/*
 * Copyright (c) Huawei Technologies Co., Ltd. 2025. All rights reserved.
 * Wallet Pass Service is licensed under the Mulan PSL v2.
 * You can use this software according to the terms and conditions of the Mulan PSL v2.
 * You may obtain a copy of Mulan PSL v2 at:
 *     http://license.coscl.org.cn/MulanPSL2
 * THIS SOFTWARE IS PROVIDED ON AN "AS IS" BASIS, WITHOUT WARRANTIES OF ANY KIND, EITHER EXPRESS OR
 * IMPLIED, INCLUDING BUT NOT LIMITED TO NON-INFRINGEMENT, MERCHANTABILITY OR FIT FOR A PARTICULAR
 * PURPOSE.
 * See the Mulan PSL v2 for more details.
 */

use actix_web::{web, HttpResponse};
use log::info;
use provider::CardProfile;
use serde::Deserialize;
use serde_json::json;
use validator::Validate;

use crate::orchestrator;
use crate::state::AppState;
use crate::utils::api_error::ApiError;

#[derive(Debug, Deserialize, Validate)]
#[serde(rename_all = "camelCase")]
pub struct PassRequest {
    #[validate(length(min = 1, max = 128))]
    pub user_id: Option<String>,
    #[serde(flatten)]
    pub profile: CardProfile,
}

impl PassRequest {
    fn checked(request: web::Json<PassRequest>) -> Result<PassRequest, ApiError> {
        let request = request.into_inner();
        request.validate().map_err(|e| ApiError::invalid("userId", e))?;
        Ok(request)
    }
}

/// POST /create-pass
pub async fn create_pass(
    state: web::Data<AppState>,
    request: web::Json<PassRequest>,
) -> Result<HttpResponse, ApiError> {
    let request = PassRequest::checked(request)?;
    let pass = orchestrator::provision_pass(&state, request.user_id.as_deref(), &request.profile).await?;
    Ok(HttpResponse::Ok().json(json!({ "saveUrl": pass.save_url, "objectId": pass.object_id })))
}

/// POST /update-pass
pub async fn update_pass(
    state: web::Data<AppState>,
    request: web::Json<PassRequest>,
) -> Result<HttpResponse, ApiError> {
    let request = PassRequest::checked(request)?;
    let google = state.google()?;
    let object_id = orchestrator::update_pass(google, request.user_id.as_deref(), &request.profile).await?;
    info!("pass {} updated", object_id);
    Ok(HttpResponse::Ok().json(json!({ "objectId": object_id })))
}

/// POST /init-class
pub async fn init_class(state: web::Data<AppState>) -> Result<HttpResponse, ApiError> {
    let class_id = orchestrator::init_class(state.google()?).await?;
    Ok(HttpResponse::Ok().json(json!({ "classId": class_id })))
}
········
# What you have to do
Reproduce the material exactly, with every line intact.

# Your solution
/*
 * Copyright (c) Huawei Technologies Co., Ltd. 2025. All rights reserved.
 * Wallet Pass Service is licensed under the Mulan PSL v2.
 * You can use this software according to the terms and conditions of the Mulan PSL v2.
 * You may obtain a copy of Mulan PSL v2 at:
 *     http://license.coscl.org.cn/MulanPSL2
 * THIS SOFTWARE IS PROVIDED ON AN "AS IS" BASIS, WITHOUT WARRANTIES OF ANY KIND, EITHER EXPRESS OR
 * IMPLIED, INCLUDING BUT NOT LIMITED TO NON-INFRINGEMENT, MERCHANTABILITY OR FIT FOR A PARTICULAR
 * PURPOSE.
 * See the Mulan PSL v2 for more details.
 */

use actix_web::{web, HttpResponse};
use log::info;
use provider::CardProfile;
use serde::Deserialize;
use serde_json::json;
use validator::Validate;

use crate::orchestrator;
use crate::state::AppState;
use crate::utils::api_error::ApiError;

#[derive(Debug, Deserialize, Validate)]
#[serde(rename_all = "camelCase")]
pub struct PassRequest {
    #[validate(length(min = 1, max = 128))]
    pub user_id: Option<String>,
    #[serde(flatten)]
    pub profile: CardProfile,
}

impl PassRequest {
    fn checked(request: web::Json<PassRequest>) -> Result<PassRequest, ApiError> {
        let request = request.into_inner();
        request.validate().map_err(|e| ApiError::invalid("userId", e))?;
        Ok(request)
    }
}

/// POST /create-pass
pub async fn create_pass(
    state: web::Data<AppState>,
    request: web::Json<PassRequest>,
) -> Result<HttpResponse, ApiError> {
    let request = PassRequest::checked(request)?;
    let pass = orchestrator::provision_pass(&state, request.user_id.as_deref(), &request.profile).await?;
    Ok(HttpResponse::Ok().json(json!({ "saveUrl": pass.save_url, "objectId": pass.object_id })))
}

/// POST /update-pass
pub async fn update_pass(
    state: web::Data<AppState>,
    request: web::Json<PassRequest>,
) -> Result<HttpResponse, ApiError> {
    let request = PassRequest::checked(request)?;
    let google = state.google()?;
    let object_id = orchestrator::update_pass(google, request.user_id.as_deref(), &request.profile).await?;
    info!("pass {} updated", object_id);
    Ok(HttpResponse::Ok().json(json!({ "objectId": object_id })))
}

/// POST /init-class
pub async fn init_class(state: web::Data<AppState>) -> Result<HttpResponse, ApiError> {
    let class_id = orchestrator::init_class(state.google()?).await?;
    Ok(HttpResponse::Ok().json(json!({ "classId": class_id })))
}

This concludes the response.